The initial goal was just to render a simple 3D scene in the browser at a reasonable frame rate. It evolved into a small renderer that can: • Run locally or on the web using wgpu and WebAssembly • Perform mesh rendering with a Bounding Volume Hierarchy (BVH) for acceleration • Simulate both direct and indirect illumination for photorealistic results • Be deployed easily as a free web demo using GitHub Pages
The project is far from perfect, but it’s been a fun way to dig deeper into graphics programming and learn more about Rust’s ecosystem. I’m also planning to experiment with Rust for some ML projects next.
GitHub: https://github.com/tchauffi/rust-rasterizer Web demo (desktop browsers): https://tchauffi.github.io/rust-rasterizer/
Would love feedback from anyone who’s built similar projects or has experience with wgpu or ray tracing in Rust.
Why did you call the project rasterizer when it is not using rasterization but raytracing?
In Safari 26 on an M1 with WebGPU enabled I get "InvalidStateError: GPUCommandEncoder.beginComputePass: Unable to begin compute pass."
In Chrome I get "Failed to start: Failed to create State. Caused by: failed to find GPU adapter."
So I guess it runs on "some" GPUs, in "some" browsers!
Very cool. Enjoyed playing with the "bounces" slider - it's fascinating how little improvement each additional bounce contributes after about 3 bounces. Severely diminishing returns in terms of the final image quality.
It looks cool, nice project.
Recommend taking a few minutes to make the web page work on mobile.
For example on iPhone the actual webgpu/ray tracing seems to work fine but html formatting is shoving things over to be barely visible.
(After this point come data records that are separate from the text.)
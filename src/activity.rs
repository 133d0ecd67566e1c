//! Inactivity tracking.
//!
//! Stick deflection past the activity threshold or any button edge counts
//! as the user being present. Everything else is measured as elapsed time
//! since the last such event.

use crate::config::ControllerConfig;
use crate::input::{AxisSample, ButtonMask};

#[derive(Clone, Debug)]
pub struct ActivityTracker {
    threshold: i32,
    timeout_ms: u64,
    last_activity_ms: u64,
}

impl ActivityTracker {
    /// Start tracking with `now_ms` as the last activity.
    pub fn new(config: &ControllerConfig, now_ms: u64) -> Self {
        Self {
            threshold: config.activity_threshold,
            timeout_ms: config.sleep_timeout_ms,
            last_activity_ms: now_ms,
        }
    }

    /// Feed one sample. Returns `true` and restarts the inactivity timer
    /// when the sample counts as activity.
    pub fn update(
        &mut self,
        axes: AxisSample,
        buttons: ButtonMask,
        previous_buttons: ButtonMask,
        now_ms: u64,
    ) -> bool {
        let moved = i32::from(axes.horizontal).abs() >= self.threshold
            || i32::from(axes.vertical).abs() >= self.threshold;
        let detected = moved || buttons != previous_buttons;
        if detected {
            self.last_activity_ms = now_ms;
        }
        detected
    }

    pub fn time_since_last_activity(&self, now_ms: u64) -> u64 {
        now_ms.saturating_sub(self.last_activity_ms)
    }

    /// Still within the inactivity timeout.
    pub fn is_active(&self, now_ms: u64) -> bool {
        self.time_since_last_activity(now_ms) < self.timeout_ms
    }

    pub fn reset(&mut self, now_ms: u64) {
        self.last_activity_ms = now_ms;
    }

    pub fn last_activity_ms(&self) -> u64 {
        self.last_activity_ms
    }
}

#[cfg(test)]
mod tests {
    use super::*;

    fn tracker() -> ActivityTracker {
        ActivityTracker::new(&ControllerConfig::DEFAULT, 0)
    }

    fn axes(h: i16, v: i16) -> AxisSample {
        AxisSample {
            horizontal: h,
            vertical: v,
        }
    }

    #[test]
    fn small_stick_motion_is_not_activity() {
        let mut t = tracker();
        assert!(!t.update(axes(49, -49), ButtonMask::NONE, ButtonMask::NONE, 1_000));
        assert_eq!(t.time_since_last_activity(1_000), 1_000);
    }

    #[test]
    fn threshold_is_inclusive_in_both_directions() {
        let mut t = tracker();
        assert!(t.update(axes(50, 0), ButtonMask::NONE, ButtonMask::NONE, 10));
        assert!(t.update(axes(0, -50), ButtonMask::NONE, ButtonMask::NONE, 20));
        assert_eq!(t.last_activity_ms(), 20);
    }

    #[test]
    fn button_press_and_release_are_activity() {
        let mut t = tracker();
        let a = ButtonMask::from_pressed([true, false, false]);
        assert!(t.update(AxisSample::CENTER, a, ButtonMask::NONE, 100));
        // Holding is not an edge.
        assert!(!t.update(AxisSample::CENTER, a, a, 200));
        assert!(t.update(AxisSample::CENTER, ButtonMask::NONE, a, 300));
        assert_eq!(t.time_since_last_activity(400), 100);
    }

    #[test]
    fn held_stick_keeps_device_awake() {
        let mut t = tracker();
        for now in (0..600_000).step_by(10_000) {
            t.update(axes(2047, 0), ButtonMask::NONE, ButtonMask::NONE, now);
        }
        assert!(t.is_active(600_000));
    }

    #[test]
    fn timeout_boundary() {
        let t = tracker();
        assert!(t.is_active(299_999));
        assert!(!t.is_active(300_000));
    }

    #[test]
    fn clock_going_backwards_reads_as_zero_elapsed() {
        let mut t = tracker();
        t.reset(5_000);
        assert_eq!(t.time_since_last_activity(4_000), 0);
    }
}
//! Battery voltage to charge-level conversion.
//!
//! The sense pin sits behind a 100k/100k divider, so the converter sees
//! half the cell voltage. Percentage is a straight line between the
//! configured empty and full voltages; Li-Po discharge is not linear but
//! the estimate only drives the low-battery cut-off and the LED.

use crate::config::ControllerConfig;

/// Slack on the low-battery comparison. f32 puts a cell sitting exactly
/// on the threshold a few millionths of a percent above it.
const THRESHOLD_EPSILON_PERCENT: f32 = 1e-3;

/// Low/normal classification of a reading.
#[derive(Clone, Copy, Debug, PartialEq, Eq)]
#[cfg_attr(feature = "defmt", derive(defmt::Format))]
pub enum BatteryLevel {
    Normal,
    Low,
}

/// One battery measurement.
#[derive(Clone, Copy, Debug, PartialEq)]
#[cfg_attr(feature = "defmt", derive(defmt::Format))]
pub struct BatteryReading {
    /// Voltage at the sense pin.
    pub sense_voltage: f32,
    /// Cell voltage (sense × divider ratio).
    pub voltage: f32,
    /// Estimated charge, 0.0..=100.0.
    pub percentage: f32,
    pub level: BatteryLevel,
    /// Charger reports charging.
    pub charging: bool,
}

impl BatteryReading {
    pub fn is_low(&self) -> bool {
        self.level == BatteryLevel::Low
    }
}

/// Converts battery sense samples into readings and paces how often they
/// are taken.
#[derive(Clone, Debug)]
pub struct BatteryMonitor {
    min_voltage: f32,
    max_voltage: f32,
    divider_ratio: f32,
    low_threshold: f32,
    interval_ms: u64,
    last_sample_ms: Option<u64>,
    last: Option<BatteryReading>,
}

impl BatteryMonitor {
    pub fn new(config: &ControllerConfig) -> Self {
        Self {
            min_voltage: config.battery_min_voltage,
            max_voltage: config.battery_max_voltage,
            divider_ratio: config.voltage_divider_ratio,
            low_threshold: config.low_battery_threshold,
            interval_ms: config.battery_check_interval_ms,
            last_sample_ms: None,
            last: None,
        }
    }

    /// Build a reading from the sense-pin voltage and the charge input.
    pub fn sample(&self, sense_voltage: f32, charging: bool) -> BatteryReading {
        let voltage = sense_voltage * self.divider_ratio;
        let percentage = self.percentage(voltage);
        let level = if percentage <= self.low_threshold + THRESHOLD_EPSILON_PERCENT {
            BatteryLevel::Low
        } else {
            BatteryLevel::Normal
        };
        BatteryReading {
            sense_voltage,
            voltage,
            percentage,
            level,
            charging,
        }
    }

    /// Linear estimate between the empty and full voltages, clamped to 0..=100.
    pub fn percentage(&self, voltage: f32) -> f32 {
        let fraction = (voltage - self.min_voltage) / (self.max_voltage - self.min_voltage);
        // NaN from a broken read counts as empty.
        if fraction.is_nan() {
            return 0.0;
        }
        (fraction * 100.0).clamp(0.0, 100.0)
    }

    /// Sample through `read` once the check interval has elapsed since the
    /// previous sample. The first call always samples.
    pub fn poll<F>(&mut self, now_ms: u64, read: F) -> Option<BatteryReading>
    where
        F: FnOnce() -> (f32, bool),
    {
        let due = match self.last_sample_ms {
            None => true,
            Some(then) => now_ms.saturating_sub(then) >= self.interval_ms,
        };
        if !due {
            return None;
        }
        Some(self.force(now_ms, read))
    }

    /// Sample now regardless of the interval and restart it.
    pub fn force<F>(&mut self, now_ms: u64, read: F) -> BatteryReading
    where
        F: FnOnce() -> (f32, bool),
    {
        let (sense_voltage, charging) = read();
        let reading = self.sample(sense_voltage, charging);
        if self.last.map(|r| r.level) != Some(reading.level) {
            info!(
                "Battery: {=f32} V ({=f32} %) level={}",
                reading.voltage,
                reading.percentage,
                reading.level
            );
        } else {
            debug!("Battery: {=f32} V ({=f32} %)", reading.voltage, reading.percentage);
        }
        self.last_sample_ms = Some(now_ms);
        self.last = Some(reading);
        reading
    }

    /// Most recent reading, if any.
    pub fn last(&self) -> Option<BatteryReading> {
        self.last
    }

    /// `true` only when a reading exists and it is low.
    pub fn is_low(&self) -> bool {
        self.last.is_some_and(|r| r.is_low())
    }
}

#[cfg(test)]
mod tests {
    use super::*;

    fn monitor() -> BatteryMonitor {
        BatteryMonitor::new(&ControllerConfig::DEFAULT)
    }

    #[test]
    fn percentage_endpoints_are_exact() {
        let m = monitor();
        assert_eq!(m.percentage(3.0), 0.0);
        assert_eq!(m.percentage(4.2), 100.0);
    }

    #[test]
    fn percentage_is_clamped() {
        let m = monitor();
        assert_eq!(m.percentage(0.0), 0.0);
        assert_eq!(m.percentage(2.5), 0.0);
        assert_eq!(m.percentage(5.0), 100.0);
        assert_eq!(m.percentage(f32::NAN), 0.0);
    }

    #[test]
    fn percentage_is_monotonic() {
        let m = monitor();
        let mut prev = m.percentage(2.0);
        let mut v = 2.0f32;
        while v < 5.0 {
            v += 0.01;
            let p = m.percentage(v);
            assert!(p >= prev, "{v} V gave {p} after {prev}");
            prev = p;
        }
    }

    #[test]
    fn half_charge_at_3_6_volts() {
        let r = monitor().sample(1.8, false);
        assert!((r.voltage - 3.6).abs() < 1e-5);
        assert!((r.percentage - 50.0).abs() < 0.01);
        assert_eq!(r.level, BatteryLevel::Normal);
    }

    #[test]
    fn low_threshold_is_inclusive() {
        let m = monitor();
        // 15 % of 1.2 V above 3.0 V = 3.18 V at the cell.
        assert_eq!(m.sample(1.5, false).level, BatteryLevel::Low);
        assert_eq!(m.sample(1.58, false).level, BatteryLevel::Low);
        assert_eq!(m.sample(1.6, false).level, BatteryLevel::Normal);
    }

    #[test]
    fn exactly_fifteen_percent_is_low() {
        let m = monitor();
        let r = m.sample(1.59, false); // 3.18 V
        assert!((r.percentage - 15.0).abs() < 1e-3);
        assert_eq!(r.level, BatteryLevel::Low);
        assert_eq!(m.sample(1.5906, false).level, BatteryLevel::Normal);
    }

    #[test]
    fn charging_flag_is_carried() {
        let m = monitor();
        assert!(m.sample(2.0, true).charging);
        assert!(!m.sample(2.0, false).charging);
    }

    #[test]
    fn poll_respects_interval() {
        let mut m = monitor();
        assert!(m.poll(0, || (2.0, false)).is_some());
        assert!(m.poll(1_000, || (2.0, false)).is_none());
        assert!(m.poll(4_999, || (2.0, false)).is_none());
        assert!(m.poll(5_000, || (1.5, false)).is_some());
        assert!(m.is_low());
        assert!(m.poll(9_999, || (2.0, false)).is_none());
        assert!(m.is_low());
    }

    #[test]
    fn force_restarts_the_interval() {
        let mut m = monitor();
        m.poll(0, || (2.0, false));
        m.force(3_000, || (2.0, true));
        assert!(m.poll(5_000, || (2.0, false)).is_none());
        assert!(m.poll(8_000, || (2.0, false)).is_some());
    }

    #[test]
    fn unknown_battery_is_not_low() {
        let m = monitor();
        assert!(m.last().is_none());
        assert!(!m.is_low());
    }
}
runs on any GPU – even in the browser
Seems pretty clickbaity and dishonest when that's just what webgl and webgpu means. Just say webgpu.
Also the roughness doesn't apply to the environment map.
https://www.jsweet.org/examples/#Ray_tracer
Written in Java then transpiled to JavaScript, been around for years.
In Firefox, open about:config and set this to true: `dom.webgpu.enabled`.